In the rest of the world, B. dermatitidis occurs at low levels in various parts of Africa, from Algeria to South Africa, as well as in and near the Arabian Peninsula. The African isolates are divided into two biologically different antigen groups: isolates from north of the Sahara are similar to North American isolates in having A and K antigens, while southern African isolates lack the A antigen. Isolates from the middle east possess both antigens. The sub-Saharan African isolates differ in the laboratory from other isolates by being exceedingly difficult to convert to the yeast phase, and they also show some enzymatic distinctions.

==Ecology==
Blastomyces dermatitidis is one of the most ecologically mysterious organisms causing human and animal disease. Prediction of disease risk and prevention of disease are both made extraordinarily difficult by our very poor understanding of where and how this organism normally grows in nature. Despite decades of attempts at isolating organisms from epidemiological foci, B. dermatitidis has only been isolated from the environment 21 times. Most of these isolations have been based on the arduous isolation techniques involving the suspension of soil or other environmental materials in aqueous medium with antibacterial antibiotics, and injection of mice with these materials, followed by sacrifice of the animals when they appear ill or at the end of six weeks. The internal organs of the mice are then checked microscopically for evidence of blastomycosis. Needless to say, the cost and complexity of performing such studies is imposing, especially as the ethical clearance procedures for work involving animals become ever more involved. More direct and economical mycological techniques for environmental isolation, such as dilution plating, have never yielded positive results for Blastomyces growth. Since B. dermatitidis will grow readily from clinical samples on common laboratory media, the lack of success in isolating it from environmental materials is generally ascribed to the inhibitory effects of co-occurring common molds and antibiotic-resistant bacteria.

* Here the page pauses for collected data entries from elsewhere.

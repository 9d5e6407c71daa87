use std::borrow::Cow;
use std::fs::{self, create_dir_all};
use std::io::{self, ErrorKind};
use std::path::{Path, PathBuf};

pub const VIRTUAL_PATH_SEP_CHAR: char = '/';

pub fn ensure_dir_exists(p: &Path) -> io::Result<()> {
    if p.exists() {
        return Ok(());
    }

    create_dir_all(p)
}

/// Strips any leading [VIRTUAL_PATH_SEP_CHAR] so the path can be joined onto a
/// root without replacing it.
pub fn trim_virtual_root(path: &str) -> &str {
    path.trim_start_matches(VIRTUAL_PATH_SEP_CHAR)
}

/// Converts a `/` separated virtual path into a relative OS path
#[cfg(unix)]
pub fn virtual_to_os_path(path: &str) -> Cow<'_, Path> {
    Cow::Borrowed(Path::new(trim_virtual_root(path)))
}

/// Converts a `/` separated virtual path into a relative OS path
#[cfg(not(unix))]
pub fn virtual_to_os_path(path: &str) -> Cow<'_, Path> {
    let trimmed = trim_virtual_root(path);
    if !trimmed.contains(VIRTUAL_PATH_SEP_CHAR) {
        return Cow::Borrowed(Path::new(trimmed));
    }
    let mut pb = PathBuf::new();
    for part in trimmed.split(VIRTUAL_PATH_SEP_CHAR) {
        if !part.is_empty() {
            pb.push(part);
        }
    }
    Cow::Owned(pb)
}

/// Returns the last segment of the path or an empty string if there is none
pub fn path_name_or_empty(path: &Path) -> String {
    path.file_name()
        .map(|it| it.to_string_lossy().into_owned())
        .unwrap_or_default()
}

/// Makes `path` absolute against the current directory if it isn't already
pub fn make_absolute(path: &Path) -> io::Result<PathBuf> {
    if path.is_absolute() {
        return Ok(PathBuf::from(path));
    }
    Ok(std::env::current_dir()?.join(path))
}

pub fn read_file(path: &Path) -> crate::Result<String> {
    match fs::read_to_string(path) {
        Ok(v) => Ok(v),
        Err(e) => match e.kind() {
            ErrorKind::NotFound => Err(crate::Error::BadPath(PathBuf::from(path))),
            _ => Err(e.into()),
        },
    }
}
use std::fmt::Display;
use std::path::Path;
use std::{borrow::Cow, path::PathBuf};
use toml::{Table, Value};

use crate::utils::read_file;
use crate::Context;

#[derive(Debug)]
pub enum Error {
    InvalidType,
}

impl Display for Error {
    fn fmt(&self, f: &mut std::fmt::Formatter<'_>) -> std::fmt::Result {
        write!(
            f,
            "{}",
            match self {
                Self::InvalidType => "InvalidType",
            }
        )
    }
}

pub type Result<T> = std::result::Result<T, Error>;

pub struct ConfigMap<'c> {
    path: &'c Path,
    name: Option<Cow<'c, str>>,
    table: &'c Table,
}

#[derive(Clone, Debug)]
pub struct Config {
    path: PathBuf,
    base: Table,
}

impl Config {
    pub fn parse(source: &Path) -> crate::Result<Self> {
        let as_str = read_file(source)?;
        Self::parse_str(source, &as_str)
    }

    pub fn parse_str(source: &Path, content: &str) -> crate::Result<Self> {
        let base: Table = match toml::from_str(content) {
            Ok(v) => v,
            Err(e) => return Err(crate::Error::new_cfg(source, &e)),
        };
        Ok(Self {
            base,
            path: PathBuf::from(source),
        })
    }

    pub fn path(&self) -> &Path {
        &self.path
    }

    pub fn get_map(&self) -> ConfigMap {
        ConfigMap {
            name: None,
            path: &self.path,
            table: &self.base,
        }
    }
}

impl<'c> ConfigMap<'c> {
    fn get_full_path<'a>(&'a self) -> Option<&'a str> {
        self.name.as_ref().map(|it| it.as_ref())
    }

    fn key_path<'a>(&self, key: &'a str) -> Cow<'a, str> {
        match self.get_full_path() {
            None => Cow::Borrowed(key),
            Some(v) => Cow::Owned(format!("{}.{}", v, key)),
        }
    }

    /// Helper to create a crate::Error for an invalid key
    pub fn invalid_key(&self, key: &str, expected: &str) -> crate::Error {
        let path = self.key_path(key);
        crate::Error::InvalidConfig(
            self.path.to_string_lossy().into_owned(),
            format!(
                "invalid value for key: {} (expected type: {})",
                path, expected
            ),
        )
    }

    fn get(&self, key: &str) -> Option<&'c Value> {
        self.table.get(key)
    }

    pub fn maybe_get_str(&self, key: &str) -> Result<Option<&'c str>> {
        match self.get(key) {
            Some(v) => match v.as_str() {
                Some(v) => Ok(Some(v)),
                None => Err(Error::InvalidType),
            },
            None => Ok(None),
        }
    }

    pub fn maybe_get_str_typecheck(&self, key: &str) -> crate::Result<Option<&'c str>> {
        self.maybe_get_str(key)
            .map_err(|_| self.invalid_key(key, "string"))
    }

    /// Gets an array of strings, any non string entry is an [Error::InvalidType]
    pub fn maybe_get_str_list(&self, key: &str) -> Result<Option<Vec<String>>> {
        let arr = match self.get(key) {
            Some(v) => v.as_array().ok_or(Error::InvalidType)?,
            None => return Ok(None),
        };
        let mut items = Vec::with_capacity(arr.len());
        for it in arr {
            items.push(String::from(it.as_str().ok_or(Error::InvalidType)?));
        }
        Ok(Some(items))
    }

    pub fn maybe_get_str_list_typecheck(&self, key: &str) -> crate::Result<Option<Vec<String>>> {
        self.maybe_get_str_list(key)
            .map_err(|_| self.invalid_key(key, "string array"))
    }

    pub fn maybe_get_map(&'c self, key: &'c str) -> Result<Option<ConfigMap<'c>>> {
        match self.get(key) {
            Some(v) => match v.as_table() {
                Some(table) => {
                    let name = match &self.get_full_path() {
                        Some(parents) => Cow::Owned(format!("{parents}.{key}")),
                        None => Cow::Borrowed(key),
                    };
                    Ok(Some(Self {
                        name: Some(name),
                        path: self.path,
                        table,
                    }))
                }
                None => Err(Error::InvalidType),
            },
            None => Ok(None),
        }
    }

    pub fn maybe_get_map_typecheck(&'c self, key: &'c str) -> crate::Result<Option<ConfigMap<'c>>> {
        self.maybe_get_map(key)
            .map_err(|_| self.invalid_key(key, "table"))
    }
}

/// Where the document tree lives and which package marks resolved paths.
///
/// Read from the `[storage]` table, with `EMUFS_ROOT` and `EMUFS_PACKAGE`
/// overriding the file.
#[derive(Clone, Debug, PartialEq, Eq)]
pub struct StorageConfig {
    pub root: Option<PathBuf>,
    pub package: String,
}

impl StorageConfig {
    pub(crate) const CONFIG_KEY: &'static str = "storage";

    pub fn from_context(ctx: &dyn Context) -> crate::Result<Self> {
        let mut root = ctx.maybe_get_env("EMUFS_ROOT").map(PathBuf::from);
        let mut package = ctx.maybe_get_env("EMUFS_PACKAGE");

        if root.is_none() || package.is_none() {
            if let Some(cfg) = ctx.get_config()? {
                let base = cfg.get_map();
                if let Some(storage) = base.maybe_get_map_typecheck(Self::CONFIG_KEY)? {
                    if root.is_none() {
                        root = storage
                            .maybe_get_str_typecheck("root")?
                            .map(|it| config_relative(cfg.path(), it));
                    }
                    if package.is_none() {
                        package = storage
                            .maybe_get_str_typecheck("package")?
                            .map(String::from);
                    }
                }
            }
        }

        let package = match package {
            Some(v) if !v.is_empty() => v,
            _ => return Err(crate::Error::MissingEnv("EMUFS_PACKAGE".into())),
        };

        Ok(Self { root, package })
    }
}

/// Explicit ABI lists from the `[abi]` table
#[derive(Clone, Debug, Default, PartialEq, Eq)]
pub struct AbiConfig {
    pub supported: Option<Vec<String>>,
    pub supported_64: Option<Vec<String>>,
}

impl AbiConfig {
    pub(crate) const CONFIG_KEY: &'static str = "abi";

    pub fn from_context(ctx: &dyn Context) -> crate::Result<Self> {
        let cfg = match ctx.get_config()? {
            Some(v) => v,
            None => return Ok(Self::default()),
        };
        let base = cfg.get_map();
        let abi = match base.maybe_get_map_typecheck(Self::CONFIG_KEY)? {
            Some(v) => v,
            None => return Ok(Self::default()),
        };
        Ok(Self {
            supported: abi.maybe_get_str_list_typecheck("supported")?,
            supported_64: abi.maybe_get_str_list_typecheck("supported-64")?,
        })
    }
}

/// Relative paths in the config are relative to the config file itself
fn config_relative(config_file: &Path, value: &str) -> PathBuf {
    let path = PathBuf::from(value);
    if path.is_absolute() {
        return path;
    }
    match config_file.parent() {
        Some(parent) => parent.join(path),
        None => path,
    }
}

In just one experiment, a single positive B. dermatitidis culture was gained via use of a novel enrichment broth technique. Recently, in an important breakthrough, a specific PCR technique was developed that was able to detect B. dermatitidis in three environmental samples from a dog kennel that had been experiencing problems with blastomycosis.

What has been learned from direct isolation and recent PCR studies is that B. dermatitidis tends to be associated with soils and wood debris in areas "characterized by an acidic pH, high organic content (due to rotting or decayed wood or vegetation and animal or bird droppings), abundant moisture, and proximity to waterways". Recent PCR detections, for example, concerned a Kentucky dog kennel where 35 of 100 dogs had contracted blastomycosis. Previous isolations have been from comparable sites such as soil and wood debris from an abandoned Wisconsin beaver dam, and woody materials from a Wisconsin woodpile. Isolation of B. dermatitidis was also accomplished from an earthen floor indoors on one occasion.

There has been a long history of justifiable speculation that B. dermatitidis may associate in nature with one or more indigenous North American mammalian host species. To date, however, all the animal species that have been subjected to focused investigation have been exonerated of this specific connection. Unsubstantiated suspicion has particularly focused on the beaver, but the shrew, the bat and the prairie dog have also been focal points of interest, with no conclusive interspecies association being demonstrated to date. The closely related pathogenic fungus P. brasiliensis in South America has a well substantiated, though not well understood, ecological link with the nine-banded armadillo, Dasypus novemcinctus. This member of the mammalian order Edentata has no close relatives in the geographic range of B. dermatitidis.

==Preventive measures==
Avoidance of exposure in endemic areas is the principal means of disease prevention. Because the agent is known to distribute in dusts, the minimization of dust-generating activities, such as digging, sweeping, etc., is key. Although a method of soil decontamination has been described and demonstrated to be effective, it uses hazardous chemicals and its use is best reserved for situations that cannot be managed otherwise.